The derivatives of HMCA have demonstrated promising features, including superior antioxidant activity, enhanced stability, and reduced toxicity, offering a wide range of applications [15,24,25]. Several in vitro studies have shown that HMPA demonstrates superior antioxidant [15] and anti-platelet activities [25] compared to HMCA. Shimoji et al. [15] identified HMPA, present in Kurosu (unpolished rice vinegar), as exhibiting a higher level of antioxidative activity than HMCA, suggesting that HMPA may have advantageous applications in antioxidative food products due to its better water solubility. Ohue-Kitano et al. [26] observed a higher absorption rate of HMPA than HMCA following an oral administration of 500 mg/kg in mice. Moreover, in antibiotic-treated mice where HMPA production was absent, HMCA administration failed to produce anti-obesity effects or enhance hepatic lipid metabolism, indicating a critical role of HMPA in facilitating the positive metabolic effects associated with HMCA [26]. Considering the potent bioactivity of HMPA, we hypothesize that HMPA administration would improve muscle function in mice. To test this hypothesis, two doses of HMPA were applied to investigate the chronic effects of HMPA on muscle function, including muscle strength and exercise endurance capacity.
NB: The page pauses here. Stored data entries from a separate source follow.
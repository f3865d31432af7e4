//! Work image preparation: workspace, source extraction, disk space, resizer.

use anyhow::{bail, Context, Result};
use std::fs;
use std::path::{Path, PathBuf};
use walkdir::WalkDir;

use crate::config::Config;
use crate::error::BuildError;
use crate::process::{Cmd, CommandRunner};
use crate::session::{BuildMode, BuildSession};

const MB: u64 = 1024 * 1024;

/// Staging directory for archive extraction, inside the work dir.
const UNPACK_DIR: &str = ".unpack";

/// Layout of the source image on disk.
#[derive(Debug, Clone, Copy, PartialEq, Eq)]
pub enum ImageFormat {
    Raw,
    Xz,
    Zip,
}

impl ImageFormat {
    pub fn detect(path: &Path) -> Result<Self> {
        let name = path
            .file_name()
            .map(|n| n.to_string_lossy().to_ascii_lowercase())
            .unwrap_or_default();
        if name.ends_with(".img.xz") {
            Ok(Self::Xz)
        } else if name.ends_with(".zip") {
            Ok(Self::Zip)
        } else if name.ends_with(".img") {
            Ok(Self::Raw)
        } else {
            Err(BuildError::UnsupportedImageFormat(path.to_path_buf()).into())
        }
    }
}

/// How the work image came to be.
#[derive(Debug, Clone, Copy, PartialEq, Eq)]
pub enum ImageOrigin {
    Copied,
    Decompressed,
    Unzipped,
    /// The source already is the work image (e.g. a base build's output).
    InPlace,
    /// `--reuse-image` and a work image was already there.
    Reused,
}

/// Create the work dir and mount point.
pub fn prepare_workspace(session: &BuildSession) -> Result<()> {
    let mount_point = session.mount_point();
    fs::create_dir_all(&mount_point)
        .with_context(|| format!("Failed to create {}", mount_point.display()))?;
    tracing::info!("Workspace ready at {}", session.work_dir.display());
    Ok(())
}

/// Produce the mutable work image from the source image.
pub fn materialize(session: &BuildSession, runner: &dyn CommandRunner) -> Result<ImageOrigin> {
    let image = session.image_path();

    if session.reuse_image && image.is_file() {
        tracing::info!("[SKIP] Reusing existing work image {}", image.display());
        return Ok(ImageOrigin::Reused);
    }
    if !session.source_image.is_file() {
        return Err(BuildError::ImageNotFound(session.source_image.clone()).into());
    }

    let format = ImageFormat::detect(&session.source_image)?;
    tracing::info!(
        "Preparing {} from {}",
        image.display(),
        session.source_image.display()
    );

    match format {
        ImageFormat::Raw => {
            // Copying a file onto itself truncates it.
            if same_file(&session.source_image, &image) {
                tracing::info!("Source is the work image; using it in place");
                return Ok(ImageOrigin::InPlace);
            }
            fs::copy(&session.source_image, &image).with_context(|| {
                format!("Failed to copy {}", session.source_image.display())
            })?;
            Ok(ImageOrigin::Copied)
        }
        ImageFormat::Xz => {
            // xz strips the suffix in place: <image>.xz -> <image>
            let staged = PathBuf::from(format!("{}.xz", image.display()));
            let mut xz = Cmd::new("xz").args(["--decompress", "--force"]);
            if same_file(&session.source_image, &staged) {
                // Decompressing would otherwise delete the caller's archive.
                xz = xz.arg("--keep");
            } else {
                fs::copy(&session.source_image, &staged).with_context(|| {
                    format!("Failed to copy {}", session.source_image.display())
                })?;
            }
            xz.arg_path(&staged)
                .error_msg("xz decompression failed")
                .run_with(runner)?;
            Ok(ImageOrigin::Decompressed)
        }
        ImageFormat::Zip => {
            let unpack = session.work_dir.join(UNPACK_DIR);
            if unpack.exists() {
                fs::remove_dir_all(&unpack)?;
            }
            fs::create_dir_all(&unpack)?;
            Cmd::new("unzip")
                .args(["-o", "-q"])
                .arg_path(&session.source_image)
                .arg("-d")
                .arg_path(&unpack)
                .error_msg("unzip failed")
                .run_with(runner)?;

            let inner = single_image_in(&unpack)?;
            fs::rename(&inner, &image)
                .with_context(|| format!("Failed to move {} into place", inner.display()))?;
            fs::remove_dir_all(&unpack)?;
            Ok(ImageOrigin::Unzipped)
        }
    }
}

/// Whether both paths exist and resolve to the same file.
fn same_file(a: &Path, b: &Path) -> bool {
    match (fs::canonicalize(a), fs::canonicalize(b)) {
        (Ok(a), Ok(b)) => a == b,
        _ => false,
    }
}

fn single_image_in(dir: &Path) -> Result<PathBuf> {
    let images: Vec<PathBuf> = WalkDir::new(dir)
        .into_iter()
        .filter_map(|e| e.ok())
        .filter(|e| e.file_type().is_file())
        .map(|e| e.into_path())
        .filter(|p| p.extension().is_some_and(|ext| ext == "img"))
        .collect();

    match images.as_slice() {
        [one] => Ok(one.clone()),
        [] => bail!("Archive contains no .img file"),
        _ => bail!("Archive contains {} .img files; expected one", images.len()),
    }
}

/// Free space on the work dir filesystem against what the build needs.
#[derive(Debug, Clone, Copy, PartialEq, Eq)]
pub struct DiskSpace {
    pub available_mb: u64,
    pub required_mb: u64,
}

impl DiskSpace {
    pub fn is_sufficient(&self) -> bool {
        self.available_mb > self.required_mb
    }

    pub fn to_error(&self, dir: &Path) -> BuildError {
        BuildError::LowDiskSpace {
            dir: dir.to_path_buf(),
            available_mb: self.available_mb,
            required_mb: self.required_mb,
        }
    }
}

/// Twice the source image plus the requested extension.
pub fn required_mb(source_bytes: u64, extend_mb: u64) -> u64 {
    (source_bytes * 2).div_ceil(MB) + extend_mb
}

pub fn check_disk_space(session: &BuildSession) -> Result<DiskSpace> {
    let source_bytes = fs::metadata(&session.source_image)
        .map(|m| m.len())
        .unwrap_or(0);
    let available = fs2::available_space(&session.work_dir).with_context(|| {
        format!("Failed to query free space on {}", session.work_dir.display())
    })?;
    let space = DiskSpace {
        available_mb: available / MB,
        required_mb: required_mb(source_bytes, session.extend_size_mb),
    };
    tracing::debug!(
        "Disk space: {} MB available, {} MB required",
        space.available_mb,
        space.required_mb
    );
    Ok(space)
}

/// Arguments for the external resizer, or `None` when there is nothing to do.
pub fn resizer_args(session: &BuildSession) -> Option<Vec<String>> {
    let image = session.image_path().display().to_string();
    match session.mode {
        BuildMode::Base if session.extend_size_mb > 0 => Some(vec![
            "--extend".to_string(),
            "--xmb".to_string(),
            session.extend_size_mb.to_string(),
            "--batch".to_string(),
            image,
        ]),
        BuildMode::Base => None,
        BuildMode::Incremental => Some(vec![
            "--redo-customize".to_string(),
            "--batch".to_string(),
            image,
        ]),
    }
}

/// Invoke the external resizer on the work image.
pub fn run_resizer(
    session: &BuildSession,
    runner: &dyn CommandRunner,
    config: &Config,
) -> Result<bool> {
    let Some(args) = resizer_args(session) else {
        tracing::info!("[SKIP] Resize: no extension requested");
        return Ok(false);
    };
    tracing::info!("Running {} on {}", config.sdm, session.image_path().display());
    let status = Cmd::new(&config.sdm)
        .args(&args)
        .allow_fail()
        .run_interactive_with(runner)?;
    if !status.success() {
        bail!(
            "{} exited with {}",
            config.sdm,
            status.code().unwrap_or(-1)
        );
    }
    Ok(true)
}

/// Size of the finished image, for the summary.
pub fn image_size_mb(session: &BuildSession) -> Option<u64> {
    fs::metadata(session.image_path()).ok().map(|m| m.len() / MB)
}
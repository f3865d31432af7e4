//! Hook-list parsing.
//!
//! Format: one record per line, `#` comments and blank lines ignored.
//!
//! ```text
//! # simple: script only
//! hooks/enable-i2c.sh
//! # parameterized: script|source|revision|install dest|deps[|post-install]
//! hooks/build-app.sh|https://example.com/org/app.git|v1.2|/opt|cmake,libssl-dev
//! hooks/local.sh|file://../src/tool||/opt|
//! ```
//!
//! Anything with 2, 3 or 4 fields is malformed. Fields past the sixth belong
//! to the post-install commands, which may themselves contain `|`.

use anyhow::{Context, Result};
use std::fs;
use std::path::{Path, PathBuf};

use super::{HookParams, HookSource, HookSpec, LOCAL_SOURCE_PREFIX};
use crate::error::BuildError;

/// Where a record came from, for error messages and relative paths.
struct Origin<'a> {
    file: &'a Path,
    line: usize,
    base_dir: &'a Path,
}

/// Parse a hook-list file and append its hooks, in file order, to `hooks`.
pub fn parse_hook_list(path: &Path, hooks: &mut Vec<HookSpec>) -> Result<usize> {
    if !path.is_file() {
        return Err(BuildError::ConfigNotFound(path.to_path_buf()).into());
    }
    let content = fs::read_to_string(path)
        .with_context(|| format!("Failed to read hook list {}", path.display()))?;

    let path = absolutize(path, &std::env::current_dir()?);
    let base_dir = path.parent().unwrap_or(Path::new("/")).to_path_buf();

    let mut added = 0;
    for (idx, raw) in content.lines().enumerate() {
        let line = raw.trim();
        if line.is_empty() || line.starts_with('#') {
            continue;
        }
        let origin = Origin {
            file: &path,
            line: idx + 1,
            base_dir: &base_dir,
        };
        hooks.push(parse_record(line, &origin)?);
        added += 1;
    }

    tracing::debug!("Parsed {} hook(s) from {}", added, path.display());
    Ok(added)
}

/// Parse a single hook reference given inline (e.g. `--hook`), resolving
/// relative paths against `base_dir`.
pub fn parse_hook_reference(reference: &str, base_dir: &Path) -> Result<HookSpec> {
    let origin = Origin {
        file: Path::new("<command line>"),
        line: 1,
        base_dir,
    };
    parse_record(reference.trim(), &origin)
}

fn parse_record(line: &str, origin: &Origin<'_>) -> Result<HookSpec> {
    let fields: Vec<&str> = line.split('|').collect();

    let params = match fields.len() {
        1 => None,
        n if n >= 5 => {
            let post_install = if n > 5 {
                let joined = fields[5..].join("|");
                let joined = joined.trim();
                (!joined.is_empty()).then(|| joined.to_string())
            } else {
                None
            };
            let source_ref = fields[1].trim().to_string();
            Some(HookParams {
                source: resolve_source(&source_ref, origin.base_dir),
                source_ref,
                revision: fields[2].trim().to_string(),
                install_dest: fields[3].trim().to_string(),
                dep_list: fields[4].trim().to_string(),
                post_install,
            })
        }
        n => {
            return Err(BuildError::MalformedHookLine {
                path: origin.file.to_path_buf(),
                line: origin.line,
                fields: n,
            }
            .into())
        }
    };

    let script = absolutize(Path::new(fields[0].trim()), origin.base_dir);
    if !script.is_file() {
        return Err(BuildError::HookScriptNotFound {
            list: origin.file.to_path_buf(),
            line: origin.line,
            script,
        }
        .into());
    }

    Ok(HookSpec { script, params })
}

/// Local sources given relative to the list are anchored at the list's dir.
fn resolve_source(raw: &str, base_dir: &Path) -> HookSource {
    match HookSource::parse(raw) {
        HookSource::Local(path) if path.is_relative() => {
            HookSource::Local(base_dir.join(path))
        }
        other => other,
    }
}

fn absolutize(path: &Path, base_dir: &Path) -> PathBuf {
    if path.is_absolute() {
        path.to_path_buf()
    } else {
        base_dir.join(path)
    }
}

/// Render a hook back into list syntax (used by `pibake show hooks`).
pub fn format_record(hook: &HookSpec) -> String {
    match &hook.params {
        None => hook.script.display().to_string(),
        Some(p) => {
            let source = match &p.source {
                HookSource::Local(path) => format!("{}{}", LOCAL_SOURCE_PREFIX, path.display()),
                _ => p.source_ref.clone(),
            };
            let mut record = format!(
                "{}|{}|{}|{}|{}",
                hook.script.display(),
                source,
                p.revision,
                p.install_dest,
                p.dep_list
            );
            if let Some(post) = &p.post_install {
                record.push('|');
                record.push_str(post);
            }
            record
        }
    }
}
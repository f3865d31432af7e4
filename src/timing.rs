//! Build timing utilities.

use std::time::{Duration, Instant};

/// A simple timer for measuring build phase durations.
pub struct Timer {
    name: String,
    start: Instant,
}

impl Timer {
    /// Start a new timer with the given phase name.
    pub fn start(name: &str) -> Self {
        tracing::debug!("Starting {}", name);
        Self {
            name: name.to_string(),
            start: Instant::now(),
        }
    }

    /// Finish the timer, log the elapsed time and return it.
    pub fn finish(self) -> Duration {
        let elapsed = self.start.elapsed();
        tracing::info!("  [{}] {}", format_duration(elapsed), self.name);
        elapsed
    }
}

/// `12.3s` below a minute, `4.5m` above.
pub fn format_duration(elapsed: Duration) -> String {
    let secs = elapsed.as_secs_f64();
    if secs >= 60.0 {
        format!("{:.1}m", secs / 60.0)
    } else {
        format!("{:.1}s", secs)
    }
}

#[cfg(test)]
mod tests {
    use super::*;

    #[test]
    fn test_format_duration() {
        assert_eq!(format_duration(Duration::from_millis(1500)), "1.5s");
        assert_eq!(format_duration(Duration::from_secs(90)), "1.5m");
    }
}
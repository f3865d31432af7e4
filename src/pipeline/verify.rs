//! Post-build structure checks on the mounted root.

use anyhow::Result;
use std::path::{Path, PathBuf};

use crate::chroot::mounts::BOOT_DIR;
use crate::error::BuildError;
use crate::hooks::engine::fetch_plan;
use crate::hooks::steps::strip_root;
use crate::session::{BuildMode, BuildSession};

/// Directories every Raspberry Pi OS root must have.
const EXPECTED_DIRS: &[&str] = &["etc", "usr/bin", BOOT_DIR, "var/lib/dpkg"];

/// Paths (relative to the root) the finished image must contain.
pub fn expected_paths(session: &BuildSession) -> Vec<PathBuf> {
    let mut paths: Vec<PathBuf> = EXPECTED_DIRS.iter().map(PathBuf::from).collect();

    if session.mode == BuildMode::Incremental {
        for hook in &session.hooks {
            if let Some(plan) = fetch_plan(hook) {
                paths.push(strip_root(plan.dest()).to_path_buf());
            } else if let Some(params) = &hook.params {
                if !params.install_dest.is_empty() {
                    paths.push(strip_root(Path::new(&params.install_dest)).to_path_buf());
                }
            }
        }
    }
    paths
}

/// Fail with every missing path listed, not just the first.
pub fn verify(session: &BuildSession) -> Result<()> {
    let root = session.mount_point();
    let missing: Vec<String> = expected_paths(session)
        .into_iter()
        .filter(|p| !root.join(p).exists())
        .map(|p| p.display().to_string())
        .collect();

    if missing.is_empty() {
        tracing::info!("Verified image structure under {}", root.display());
        Ok(())
    } else {
        Err(BuildError::VerificationFailed { missing }.into())
    }
}

#[cfg(test)]
mod tests {
    use super::*;
    use crate::hooks::{HookParams, HookSource, HookSpec};
    use std::fs;
    use tempfile::TempDir;

    fn rootfs(session: &BuildSession) {
        for dir in EXPECTED_DIRS {
            fs::create_dir_all(session.mount_point().join(dir)).unwrap();
        }
    }

    #[test]
    fn test_verify_base_layout() {
        let temp = TempDir::new().unwrap();
        let session = BuildSession::new(
            BuildMode::Base,
            temp.path().join("os.img"),
            temp.path().to_path_buf(),
        );
        assert!(verify(&session).is_err());
        rootfs(&session);
        verify(&session).unwrap();
    }

    #[test]
    fn test_hook_destinations_are_checked() {
        let temp = TempDir::new().unwrap();
        let mut session = BuildSession::new(
            BuildMode::Incremental,
            temp.path().join("os.img"),
            temp.path().to_path_buf(),
        );
        session.hooks.push(HookSpec {
            script: temp.path().join("app.sh"),
            params: Some(HookParams {
                source_ref: "https://example.com/org/Thing.git".to_string(),
                source: HookSource::parse("https://example.com/org/Thing.git"),
                revision: String::new(),
                install_dest: "/opt".to_string(),
                dep_list: String::new(),
                post_install: None,
            }),
        });
        rootfs(&session);

        let err = verify(&session).unwrap_err();
        match err.downcast_ref::<BuildError>() {
            Some(BuildError::VerificationFailed { missing }) => {
                assert_eq!(missing, &vec!["opt/Thing".to_string()]);
            }
            other => panic!("unexpected error: {:?}", other),
        }

        fs::create_dir_all(session.mount_point().join("opt/Thing")).unwrap();
        verify(&session).unwrap();
    }
}
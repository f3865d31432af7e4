//! Build command - turns CLI options into a session and runs the pipeline.

use anyhow::{Context, Result};
use std::path::{Path, PathBuf};

use crate::config::Config;
use crate::deps::{DepIntent, DependencyRef, DependencySet};
use crate::hooks::{parse_hook_list, parse_hook_reference};
use crate::pipeline::{self, BuildReport, Prompt};
use crate::process::CommandRunner;
use crate::session::{BuildMode, BuildSession, Secret};

/// Everything `pibake build` accepts.
#[derive(Debug, Clone, Default)]
pub struct BuildOptions {
    /// `None` falls back to the configured default mode.
    pub mode: Option<String>,
    pub image: PathBuf,
    pub work_dir: PathBuf,
    pub output_name: Option<String>,
    pub password: Option<String>,
    pub extend_mb: u64,
    pub runtime_deps: Option<String>,
    pub build_deps: Option<String>,
    pub hooks_file: Option<PathBuf>,
    pub hooks: Vec<String>,
    pub post_build: Option<PathBuf>,
    pub keep_build_deps: bool,
    pub debug: bool,
    pub reuse_image: bool,
}

fn load_deps(name: &str, intent: DepIntent, raw: Option<&str>) -> Result<DependencySet> {
    match raw {
        Some(raw) => DependencySet::load(name, intent, DependencyRef::parse(raw)),
        None => Ok(DependencySet::disabled(name, intent)),
    }
}

/// Resolve options into a session: parse the mode, read dependency files and
/// hook lists, absolutize paths.
pub fn session_from_options(opts: &BuildOptions, config: &Config) -> Result<BuildSession> {
    let mode = match &opts.mode {
        Some(raw) => raw.parse::<BuildMode>()?,
        None => config.default_mode,
    };

    let cwd = std::env::current_dir().context("Failed to read current directory")?;
    let absolute = |p: &Path| if p.is_absolute() { p.to_path_buf() } else { cwd.join(p) };

    let mut session = BuildSession::new(mode, absolute(&opts.image), absolute(&opts.work_dir));
    if let Some(name) = &opts.output_name {
        session.image_name = name.clone();
    }
    session.password = opts
        .password
        .as_deref()
        .filter(|p| !p.is_empty())
        .map(Secret::new);
    session.extend_size_mb = opts.extend_mb;
    session.runtime_deps = load_deps("runtime", DepIntent::Runtime, opts.runtime_deps.as_deref())?;
    session.build_deps = load_deps(
        "build",
        DepIntent::InstallThenPurge,
        opts.build_deps.as_deref(),
    )?;

    if let Some(list) = &opts.hooks_file {
        parse_hook_list(&absolute(list), &mut session.hooks)?;
    }
    for reference in &opts.hooks {
        session.hooks.push(parse_hook_reference(reference, &cwd)?);
    }

    session.post_build_script = opts.post_build.as_deref().map(absolute);
    session.keep_build_deps = opts.keep_build_deps;
    session.debug = opts.debug;
    session.reuse_image = opts.reuse_image;

    tracing::debug!(
        "Session: mode={} hooks={} runtime={} build={}",
        session.mode,
        session.hooks.len(),
        session.runtime_deps.source,
        session.build_deps.source
    );
    Ok(session)
}

/// Execute the build command.
pub fn cmd_build(
    opts: &BuildOptions,
    config: &Config,
    runner: &dyn CommandRunner,
    prompt: &dyn Prompt,
) -> Result<BuildReport> {
    let mut session = session_from_options(opts, config)?;
    let report = pipeline::run_build(&mut session, config, runner, prompt)?;
    report.print();
    Ok(report)
}

#[cfg(test)]
mod tests {
    use super::*;
    use crate::error::BuildError;
    use std::fs;
    use tempfile::TempDir;

    #[test]
    fn test_default_mode_from_config() {
        let temp = TempDir::new().unwrap();
        let opts = BuildOptions {
            image: temp.path().join("os.img.xz"),
            work_dir: temp.path().join("work"),
            ..Default::default()
        };
        let config = Config {
            default_mode: BuildMode::Incremental,
            ..Config::default()
        };
        let session = session_from_options(&opts, &config).unwrap();
        assert_eq!(session.mode, BuildMode::Incremental);
        assert_eq!(session.image_name, "os.img");
        assert!(!session.runtime_deps.is_enabled());
    }

    #[test]
    fn test_invalid_mode() {
        let opts = BuildOptions {
            mode: Some("fast".to_string()),
            ..Default::default()
        };
        let err = session_from_options(&opts, &Config::default()).unwrap_err();
        assert!(matches!(
            err.downcast_ref::<BuildError>(),
            Some(BuildError::InvalidMode(_))
        ));
    }

    #[test]
    fn test_hook_order_list_then_inline() {
        let temp = TempDir::new().unwrap();
        for name in ["a.sh", "b.sh", "c.sh"] {
            fs::write(temp.path().join(name), "#!/bin/sh\n").unwrap();
        }
        fs::write(temp.path().join("hooks.txt"), "a.sh\nb.sh\n").unwrap();
        fs::write(temp.path().join("build.txt"), "cmake\n").unwrap();

        let opts = BuildOptions {
            mode: Some("incremental".to_string()),
            image: temp.path().join("os.img"),
            work_dir: temp.path().join("work"),
            password: Some(String::new()),
            build_deps: Some(temp.path().join("build.txt").display().to_string()),
            runtime_deps: Some("none".to_string()),
            hooks_file: Some(temp.path().join("hooks.txt")),
            hooks: vec![temp.path().join("c.sh").display().to_string()],
            ..Default::default()
        };
        let session = session_from_options(&opts, &Config::default()).unwrap();
        let names: Vec<String> = session.hooks.iter().map(|h| h.name()).collect();
        assert_eq!(names, vec!["a", "b", "c"]);
        assert_eq!(session.build_deps.packages, vec!["cmake"]);
        assert!(!session.runtime_deps.is_enabled());
        assert!(session.password.is_none());
    }
}
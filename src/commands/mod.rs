//! CLI command handlers.
//!
//! Each submodule handles a specific CLI command:
//! - `build` - Build a base or incremental image
//! - `teardown` - Release mounts and the loop device left by a run
//! - `show` - Display configuration and parsed input files
//! - `preflight` - Run preflight checks

pub mod build;
mod preflight;
pub mod show;
mod teardown;

pub use build::{cmd_build, BuildOptions};
pub use preflight::cmd_preflight;
pub use show::{cmd_show, ShowTarget};
pub use teardown::cmd_teardown;
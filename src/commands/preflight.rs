//! Preflight command - runs preflight checks.

use anyhow::Result;

use crate::config::Config;
use crate::preflight;

/// Execute the preflight command.
pub fn cmd_preflight(config: &Config, strict: bool) -> Result<()> {
    if strict {
        preflight::run_preflight_or_fail(config)?;
    } else {
        let report = preflight::run_preflight(config);
        report.print();
        if !report.all_passed() {
            println!("Some checks failed. Use --strict to fail instead.");
        }
    }
    Ok(())
}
To understand the underlying molecular mechanisms, we analyzed plasma biomarkers associated with tissue damage and energy substances, in addition to assessing mRNA expression related to energy metabolism and muscle development pathways.

2. Results

2.1. Effects of HMPA Administration on Skeletal Muscle Function in Mice

Two different doses of HMPA were orally administered to mice for 14 days and did not affect body weight compared to in the vehicle control group (Figure S1).
Low-dose HMPA tended to increase both relative and absolute grip strength after the administration, but the difference did not reach statistical significance (Figure 2A,B, p = 0.10). Compared to in the C group, both absolute and relative grip strength were significantly improved in the HMPA-administered (L + H) groups (Figure 2A,B, p < 0.05).
Regarding the difference in grip strength before and after administration, there was a statistically significant main effect of time in the analysis of the absolute grip strength (Figure 2D, p < 0.05), and a significant time × HMPA interaction in the analysis of the relative grip strength (Figure 2E, p < 0.05). Post hoc evaluations indicated that absolute grip strength increased in the L group, and had a greater improvement compared to in the H group (Figure 2D, p < 0.05). The L group and the H group showed significantly increased relative grip strength (Figure 2E, p < 0.05), whereas there was no change in grip strength observed in the C group.
Exhaustion time appeared similar across groups (Figure 2F: 189 ± 32.57 min vs. 184.8 ± 50.43 min vs. 182.6 ± 50.83 min, p > 0.05). Furthermore, no significant differences were observed in the loss of grip strength after exercise (Figure 2C).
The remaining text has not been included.